TL;DR: This is a guide for migrating the output tables of External DAGs (e.g., Weather, Trends) from Cortex Data Foundation v4.2 to their new locations in v5.0.
If you have not used External DAGs before, or if you have not deployed SAP, this guide will not apply and you can stop reading now.
Before Cortex Data Foundation version 4.2, _GEN_EXT
flag controlled external data sources deployment, and some sources are workload-dependent (e.g., currency conversion for SAP). As of version 5.0, _GEN_EXT
flag is retired, and the execution of DAGs that can serve multiple workloads is now controlled by a new execution module. This guide provides high-level recommendations for migrating your existing DAG output tables so your workflow will continue to function.
The K9 is introduced in v5.0 for the ingestion, processing and modelling of components that are reusable across different data sources.
The following external data sources are now deployed as a part of K9, into the K9_PROCESSING dataset:
date_dimension
holiday_calendar
trends
weather
Reporting views will refer to the K9_PROCESING dataset for these reusable components.

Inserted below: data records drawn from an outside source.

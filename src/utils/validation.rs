use crate::utils::error::{CompressError, Result};

pub trait Validate {
    fn validate(&self) -> Result<()>;
}

pub fn validate_path(field_name: &str, path: &str) -> Result<()> {
    if path.trim().is_empty() {
        return Err(CompressError::InvalidConfigValueError {
            field: field_name.to_string(),
            value: path.to_string(),
            reason: "Path cannot be empty".to_string(),
        });
    }

    if path.contains('\0') {
        return Err(CompressError::InvalidConfigValueError {
            field: field_name.to_string(),
            value: path.to_string(),
            reason: "Path contains null bytes".to_string(),
        });
    }

    Ok(())
}

pub fn validate_paths(field_name: &str, paths: &[String]) -> Result<()> {
    if paths.is_empty() {
        return Err(CompressError::MissingConfigError {
            field: field_name.to_string(),
        });
    }
    paths
        .iter()
        .try_for_each(|path| validate_path(field_name, path))
}

pub fn validate_positive_number(field_name: &str, value: usize, min_value: usize) -> Result<()> {
    if value < min_value {
        return Err(CompressError::InvalidConfigValueError {
            field: field_name.to_string(),
            value: value.to_string(),
            reason: format!("Value must be at least {}", min_value),
        });
    }
    Ok(())
}

pub fn validate_range<T: PartialOrd + std::fmt::Display + Copy>(
    field_name: &str,
    value: T,
    min: T,
    max: T,
) -> Result<()> {
    if value < min || value > max {
        return Err(CompressError::InvalidConfigValueError {
            field: field_name.to_string(),
            value: value.to_string(),
            reason: format!("Value must be between {} and {}", min, max),
        });
    }
    Ok(())
}

/// 後綴會直接拼進檔名，不允許路徑分隔符
pub fn validate_postfix(field_name: &str, postfix: &str) -> Result<()> {
    if postfix.contains(['/', '\\', '\0']) {
        return Err(CompressError::InvalidConfigValueError {
            field: field_name.to_string(),
            value: postfix.to_string(),
            reason: "Postfix cannot contain path separators".to_string(),
        });
    }
    Ok(())
}
pub mod error;
pub mod logger;
pub mod monitor;
pub mod size;
pub mod validation;
// Domain layer: core models and ports (interfaces). No external dependencies beyond std/serde when needed.

pub mod model;
pub mod ports;
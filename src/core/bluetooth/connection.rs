//! Bluetooth connection handling
//! This module handles connecting to and disconnecting from a peripheral and
//! keeps the characteristic handles discovered on that connection.

use std::collections::HashMap;
use std::sync::Mutex;
use std::time::Duration;

use bluest::{Adapter, Characteristic, ConnectionEvent, Device};
use futures_util::StreamExt;
use log::{debug, info, warn};
use tokio_util::sync::CancellationToken;
use uuid::Uuid;

use crate::core::bluetooth::notification::NotificationSubscription;
use crate::core::bluetooth::transport::{LinkEventSink, TransportError};
use crate::core::bluetooth::types::{Capabilities, CharacteristicInfo, LinkEvent, ServiceInfo};

/// A live connection to one peripheral
pub struct BluestConnection {
    device: Device,
    address: String,
    characteristics: Mutex<HashMap<Uuid, Characteristic>>,
    pub(crate) subscriptions: tokio::sync::Mutex<HashMap<Uuid, NotificationSubscription>>,
    link_events: Mutex<Option<LinkEventSink>>,
    watcher: CancellationToken,
}

impl BluestConnection {
    fn new(device: Device, address: String) -> Self {
        Self {
            device,
            address,
            characteristics: Mutex::new(HashMap::new()),
            subscriptions: tokio::sync::Mutex::new(HashMap::new()),
            link_events: Mutex::new(None),
            watcher: CancellationToken::new(),
        }
    }

    /// Sink given to [`ConnectionManager::watch`], if any
    pub(crate) fn link_events(&self) -> Option<LinkEventSink> {
        self.link_events.lock().ok().and_then(|events| events.clone())
    }

    pub fn address(&self) -> &str {
        &self.address
    }

    pub fn device(&self) -> &Device {
        &self.device
    }

    /// Looks up a characteristic handle found by [`BluestConnection::discover`]
    pub(crate) fn characteristic(&self, uuid: Uuid) -> Result<Characteristic, TransportError> {
        self.characteristics
            .lock()
            .map_err(|_| TransportError::UnknownCharacteristic(uuid))?
            .get(&uuid)
            .cloned()
            .ok_or(TransportError::UnknownCharacteristic(uuid))
    }

    /// Walks every service and characteristic in the order the device reports them
    pub(crate) async fn discover(&self) -> Result<Vec<ServiceInfo>, TransportError> {
        info!("Discovering services on {}...", self.address);
        let services = self
            .device
            .discover_services()
            .await
            .map_err(|e| TransportError::ServiceDiscovery(e.to_string()))?;

        let mut handles = HashMap::new();
        let mut result = Vec::with_capacity(services.len());

        for service in services {
            let mut characteristics = Vec::new();
            let discovered = service
                .discover_characteristics()
                .await
                .map_err(|e| TransportError::ServiceDiscovery(e.to_string()))?;

            for characteristic in discovered {
                let uuid = characteristic.uuid();
                let capabilities = match characteristic.properties().await {
                    Ok(props) => Capabilities {
                        read: props.read,
                        write: props.write || props.write_without_response,
                        notify: props.notify,
                        indicate: props.indicate,
                    },
                    Err(e) => {
                        warn!("Could not read properties of {}: {}", uuid, e);
                        Capabilities::default()
                    }
                };

                if handles.insert(uuid, characteristic).is_some() {
                    warn!(
                        "Characteristic {} appears in more than one service; the later one is used",
                        uuid
                    );
                }
                characteristics.push(CharacteristicInfo::new(uuid, capabilities));
            }

            result.push(ServiceInfo::new(service.uuid(), characteristics));
        }

        if let Ok(mut guard) = self.characteristics.lock() {
            *guard = handles;
        }
        info!("Found {} service(s) on {}", result.len(), self.address);
        Ok(result)
    }
}

/// Connection manager for peripherals
#[derive(Clone)]
pub struct ConnectionManager {
    adapter: Adapter,
}

impl ConnectionManager {
    pub fn new(adapter: Adapter) -> Self {
        Self { adapter }
    }

    /// Connects to `device`, giving up after `timeout`
    pub async fn connect(
        &self,
        device: Device,
        address: &str,
        timeout: Duration,
    ) -> Result<BluestConnection, TransportError> {
        let name = device.name().unwrap_or_else(|_| "Unknown".to_string());
        info!("Device details - ID: {}, Name: {:?}", address, name);

        if !device.is_connected().await {
            info!("Initiating connection to {}...", address);
            match tokio::time::timeout(timeout, self.adapter.connect_device(&device)).await {
                Ok(Ok(())) => {}
                Ok(Err(e)) => {
                    return Err(TransportError::Connect {
                        address: address.to_string(),
                        reason: e.to_string(),
                    });
                }
                Err(_) => {
                    return Err(TransportError::ConnectTimeout {
                        address: address.to_string(),
                        timeout,
                    });
                }
            }
        }

        info!("Connection to {} successful", address);
        Ok(BluestConnection::new(device, address.to_string()))
    }

    /// Reports a dropped link on `events` until the connection is closed deliberately
    pub async fn watch(
        &self,
        conn: &BluestConnection,
        events: LinkEventSink,
    ) -> Result<(), TransportError> {
        if let Ok(mut slot) = conn.link_events.lock() {
            *slot = Some(events.clone());
        }

        let adapter = self.adapter.clone();
        let device = conn.device.clone();
        let address = conn.address.clone();
        let cancel_token = conn.watcher.clone();

        tokio::spawn(async move {
            let mut connection_events = match adapter.device_connection_events(&device).await {
                Ok(stream) => stream,
                Err(e) => {
                    warn!("Cannot watch connection state of {}: {}", address, e);
                    return;
                }
            };

            loop {
                tokio::select! {
                    biased;
                    _ = cancel_token.cancelled() => break,
                    event = connection_events.next() => match event {
                        Some(ConnectionEvent::Disconnected) => {
                            warn!("{} disconnected", address);
                            let _ = events.send(LinkEvent::Disconnected);
                            break;
                        }
                        Some(ConnectionEvent::Connected) => {}
                        None => break,
                    },
                }
            }
            debug!("Connection watcher for {} stopped", address);
        });
        Ok(())
    }

    /// Disconnects from the peripheral
    pub async fn disconnect(&self, conn: &BluestConnection) -> Result<(), TransportError> {
        // A deliberate disconnect is not a lost link
        conn.watcher.cancel();
        let device = conn.device();
        if device.is_connected().await {
            info!("Disconnecting from device {}", conn.address());
            self.adapter
                .disconnect_device(device)
                .await
                .map_err(|e| TransportError::Connect {
                    address: conn.address().to_string(),
                    reason: e.to_string(),
                })?;
            info!("Successfully disconnected");
        } else {
            info!("Device {} not connected", conn.address());
        }
        Ok(())
    }
}
//! Bluetooth functionality for the GATT console
//! This module handles all bluetooth operations including scanning,
//! connecting, and exchanging characteristic values with a peripheral.

mod connection;
mod constants;
mod manager;
mod notification;
mod scanner;
mod transport;
mod types;

// Re-export types that should be publicly accessible
pub use connection::{BluestConnection, ConnectionManager};
pub use constants::*; // Re-export all constants
pub use manager::BluetoothManager;
pub use notification::{NotificationSubscription, format_notification, spawn_notification_printer};
pub use scanner::BluetoothScanner;
pub use transport::{LinkEventSink, NotificationSink, Transport, TransportError};
pub use types::{
    Capabilities, CharacteristicInfo, DiscoveredDevice, LinkEvent, Notification, ServiceInfo,
};
//! GATT console library
//! This is the main library for the interactive BLE GATT console.

// Module declarations
pub mod app;
pub mod commands;
pub mod config;
pub mod console;
pub mod core;
pub mod logging;
pub mod state;
pub mod utils;

pub use app::App;
pub use config::ClientConfig;
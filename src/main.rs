use std::sync::Arc;

use anyhow::Result;
use gatt_console_lib::{
    App, ClientConfig,
    console::{StdConsole, StdinSource, watch_interrupt},
    core::bluetooth::BluetoothManager,
    logging,
};
use log::{LevelFilter, info, warn};

#[tokio::main]
async fn main() -> Result<()> {
    // Logging depends on the config, so a fallback is reported once it is up
    let (config, config_error) = match ClientConfig::load_config().await {
        Ok(config) => (config, None),
        Err(e) => (ClientConfig::default(), Some(e)),
    };
    logging::init(config.level_filter().unwrap_or(LevelFilter::Warn));
    if let Some(e) = config_error {
        warn!("Using default config: {:#}", e);
    }
    info!("Starting with {:?}", config);

    let interrupt = watch_interrupt();
    let transport = Arc::new(BluetoothManager::new(config.operation_timeout()).await?);

    let console = Arc::new(StdConsole::new());
    let input = StdinSource::new(console.clone(), interrupt.clone());

    App::new(transport, input, console, config, interrupt).run().await;
    Ok(())
}
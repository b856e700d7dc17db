//! Errors reported to the operator by the scan loop and the session controller

use thiserror::Error;

use crate::core::bluetooth::TransportError;

#[derive(Debug, Error)]
pub enum SessionError {
    #[error("invalid input: {0}")]
    InvalidInput(String),

    #[error("invalid command: {0}")]
    InvalidCommand(String),

    #[error("invalid argument: {0}")]
    InvalidArgument(String),

    #[error("selection {index} is out of range (valid: {})", valid_range(.len))]
    SelectionOutOfRange { index: usize, len: usize },

    #[error("no actionable characteristics on this device")]
    NoActionableCharacteristics,

    #[error(transparent)]
    Transport(#[from] TransportError),
}

impl SessionError {
    /// True when the operator should see the characteristic listing again to re-select
    pub fn wants_listing(&self) -> bool {
        matches!(
            self,
            Self::InvalidArgument(_) | Self::SelectionOutOfRange { .. }
        )
    }
}

fn valid_range(len: &usize) -> String {
    match *len {
        0 => "none".to_string(),
        1 => "0".to_string(),
        n => format!("0-{}", n - 1),
    }
}
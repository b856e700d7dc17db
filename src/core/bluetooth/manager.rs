//! Bluetooth manager backed by the platform adapter
//! This module provides the [`Transport`] implementation used by the console.

use std::collections::HashMap;
use std::future::Future;
use std::sync::{Arc, Mutex};
use std::time::Duration;

use anyhow::{Result, anyhow};
use bluest::{Adapter, Device};
use log::{info, warn};
use uuid::Uuid;

use crate::core::bluetooth::connection::{BluestConnection, ConnectionManager};
use crate::core::bluetooth::constants::UNSUBSCRIBE_GRACE_MS;
use crate::core::bluetooth::notification::NotificationSubscription;
use crate::core::bluetooth::scanner::BluetoothScanner;
use crate::core::bluetooth::transport::{
    LinkEventSink, NotificationSink, Transport, TransportError,
};
use crate::core::bluetooth::types::{DiscoveredDevice, ServiceInfo};

/// Manages Bluetooth operations
pub struct BluetoothManager {
    /// Device handles from the latest scan, keyed by address
    devices: Arc<Mutex<HashMap<String, Device>>>,
    /// Connection manager
    connection_manager: ConnectionManager,
    /// Bluetooth scanner
    scanner: BluetoothScanner,
    /// Upper bound for read/write/subscribe round-trips
    operation_timeout: Duration,
}

impl BluetoothManager {
    /// Creates a new BluetoothManager on the default adapter
    pub async fn new(operation_timeout: Duration) -> Result<Self> {
        let adapter = Adapter::default()
            .await
            .ok_or_else(|| anyhow!("No Bluetooth adapter found"))?;
        adapter.wait_available().await?;
        info!("Bluetooth adapter is available.");

        let devices = Arc::new(Mutex::new(HashMap::new()));
        let connection_manager = ConnectionManager::new(adapter.clone());
        let scanner = BluetoothScanner::new(adapter, devices.clone());

        Ok(Self {
            devices,
            connection_manager,
            scanner,
            operation_timeout,
        })
    }

    async fn bounded<T: Send>(
        &self,
        operation: &'static str,
        uuid: Uuid,
        fut: impl Future<Output = Result<T, TransportError>> + Send,
    ) -> Result<T, TransportError> {
        tokio::time::timeout(self.operation_timeout, fut)
            .await
            .map_err(|_| TransportError::OperationTimeout { operation, uuid })?
    }
}

#[async_trait::async_trait]
impl Transport for BluetoothManager {
    type Connection = BluestConnection;

    async fn discover(&self, duration: Duration) -> Result<Vec<DiscoveredDevice>, TransportError> {
        self.scanner
            .scan(duration)
            .await
            .map_err(|e| TransportError::Discovery(e.to_string()))
    }

    async fn connect(
        &self,
        address: &str,
        timeout: Duration,
    ) -> Result<BluestConnection, TransportError> {
        let device = {
            let devices = self.devices.lock().map_err(|_| TransportError::Connect {
                address: address.to_string(),
                reason: "device cache unavailable".to_string(),
            })?;
            devices.get(address).cloned()
        };
        let device = device.ok_or_else(|| TransportError::Connect {
            address: address.to_string(),
            reason: "device not found in the latest scan".to_string(),
        })?;

        self.connection_manager.connect(device, address, timeout).await
    }

    async fn enumerate(&self, conn: &BluestConnection) -> Result<Vec<ServiceInfo>, TransportError> {
        conn.discover().await
    }

    async fn watch(
        &self,
        conn: &BluestConnection,
        events: LinkEventSink,
    ) -> Result<(), TransportError> {
        self.connection_manager.watch(conn, events).await
    }

    async fn read(&self, conn: &BluestConnection, uuid: Uuid) -> Result<Vec<u8>, TransportError> {
        let characteristic = conn.characteristic(uuid)?;
        self.bounded("read", uuid, async move {
            characteristic
                .read()
                .await
                .map_err(|e| TransportError::Read {
                    uuid,
                    reason: e.to_string(),
                })
        })
        .await
    }

    async fn write(
        &self,
        conn: &BluestConnection,
        uuid: Uuid,
        data: &[u8],
    ) -> Result<(), TransportError> {
        let characteristic = conn.characteristic(uuid)?;
        self.bounded("write", uuid, async move {
            characteristic
                .write(data)
                .await
                .map_err(|e| TransportError::Write {
                    uuid,
                    reason: e.to_string(),
                })
        })
        .await
    }

    async fn subscribe(
        &self,
        conn: &BluestConnection,
        uuid: Uuid,
        sink: NotificationSink,
    ) -> Result<(), TransportError> {
        let mut subscriptions = conn.subscriptions.lock().await;
        // A registration whose stream already ended is replaced
        if subscriptions
            .get(&uuid)
            .is_some_and(NotificationSubscription::is_active)
        {
            return Ok(());
        }

        let characteristic = conn.characteristic(uuid)?;
        let subscription = NotificationSubscription::start(
            characteristic,
            sink,
            conn.link_events(),
            self.operation_timeout,
        )
        .await?;
        subscriptions.insert(uuid, subscription);
        Ok(())
    }

    async fn unsubscribe(&self, conn: &BluestConnection, uuid: Uuid) -> Result<(), TransportError> {
        let subscription = conn.subscriptions.lock().await.remove(&uuid);
        match subscription {
            Some(subscription) => subscription
                .stop(Duration::from_millis(UNSUBSCRIBE_GRACE_MS))
                .await
                .map_err(|reason| TransportError::Subscription { uuid, reason }),
            None => Ok(()),
        }
    }

    async fn disconnect(&self, conn: BluestConnection) -> Result<(), TransportError> {
        let leftovers: Vec<_> = conn.subscriptions.lock().await.drain().collect();
        for (uuid, subscription) in leftovers {
            if let Err(e) = subscription
                .stop(Duration::from_millis(UNSUBSCRIBE_GRACE_MS))
                .await
            {
                warn!("Failed to stop notifications on {} during disconnect: {}", uuid, e);
            }
        }
        self.connection_manager.disconnect(&conn).await
    }

    async fn is_connected(&self, conn: &BluestConnection) -> bool {
        conn.device().is_connected().await
    }
}
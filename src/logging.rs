use std::io::Write;

use chrono::Local;
use log::{LevelFilter, Metadata, Record, SetLoggerError};

/// Writes diagnostics to stderr so they never mix with operator output on stdout
pub struct ConsoleLogger {
    level: LevelFilter,
}

impl ConsoleLogger {
    pub fn new(level: LevelFilter) -> Self {
        Self { level }
    }

    /// Installs the logger; fails if another logger is already set
    pub fn init(level: LevelFilter) -> Result<(), SetLoggerError> {
        log::set_boxed_logger(Box::new(ConsoleLogger::new(level)))
            .map(|()| log::set_max_level(level))
    }

    fn format_record(record: &Record) -> String {
        format!(
            "[{} {:<5} {}] {}",
            Local::now().format("%H:%M:%S%.3f"),
            record.level(),
            record.target(),
            record.args()
        )
    }
}

impl log::Log for ConsoleLogger {
    fn enabled(&self, metadata: &Metadata) -> bool {
        metadata.level() <= self.level
    }

    fn log(&self, record: &Record) {
        if self.enabled(record.metadata()) {
            let mut stderr = std::io::stderr().lock();
            let _ = writeln!(stderr, "{}", Self::format_record(record));
        }
    }

    fn flush(&self) {
        let _ = std::io::stderr().flush();
    }
}

/// Sets up logging at `level`, using env_logger only if the console logger cannot be installed
pub fn init(level: LevelFilter) {
    if ConsoleLogger::init(level).is_err() {
        let _ = env_logger::builder().filter_level(level).try_init();
    }
    log::info!("Logging initialized at {}", level);
}
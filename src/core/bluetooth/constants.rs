//! Constants used throughout the application
//! This module contains the default durations used for Bluetooth operations.

/// Scan duration in seconds
pub const DEFAULT_SCAN_DURATION_SECS: u64 = 5;

/// Timeout for establishing a connection in seconds
pub const DEFAULT_CONNECT_TIMEOUT_SECS: u64 = 10;

/// Timeout for read/write/subscribe round-trips in seconds
pub const BLUETOOTH_OPERATION_TIMEOUT_SECS: u64 = 10;

/// How long an unsubscribe waits for its notification task to wind down, in milliseconds
pub const UNSUBSCRIBE_GRACE_MS: u64 = 500;

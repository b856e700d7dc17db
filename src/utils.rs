/// Renders a characteristic value as text.
///
/// Invalid UTF-8 is replaced with U+FFFD and trailing NUL padding is dropped,
/// so any byte sequence can be printed.
pub fn render_value(value: &[u8]) -> String {
    String::from_utf8_lossy(value)
        .trim_end_matches('\0')
        .to_string()
}

/// Parses a write payload: `hex:` followed by hex digits, or literal text
pub fn parse_payload(raw: &str) -> Result<Vec<u8>, String> {
    match raw.strip_prefix("hex:") {
        Some(digits) => {
            let digits: String = digits.chars().filter(|c| !c.is_whitespace()).collect();
            if digits.is_empty() {
                return Err("no hex digits after 'hex:'".to_string());
            }
            hex::decode(&digits).map_err(|e| e.to_string())
        }
        None => Ok(raw.as_bytes().to_vec()),
    }
}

- The following SAP-dependent DAGs are still executed by
generate_external_dags.sh
, but now execute during the reporting build step, and now write into the SAP reporting dataset instead of the cdc dataset.currency_conversion
inventory_snapshots
prod_hierarchy_texts
hier_reader
First, deploy the newest version (v5.0) of Cortex Data Foundations to your desired projects, with the following guidelines:
- You should use your existing RAW and CDC datasets from prior development or staging deployments as your RAW and CDC datasets of this deployment, as no modification will be made to them during deployment.
- In
config/config.json
, set bothtestData
andSAP.deployCDC
toFalse
. - We recommend to first start testing with a new SAP Reporting project, adjacent to the current development or staging dataset, that is different from what you are currently using for v4.2, and follow the process below. This way, you may safely validate the deployment and migration process.
If you are currently running the DAGs, you need to first pause them in your Composer environment.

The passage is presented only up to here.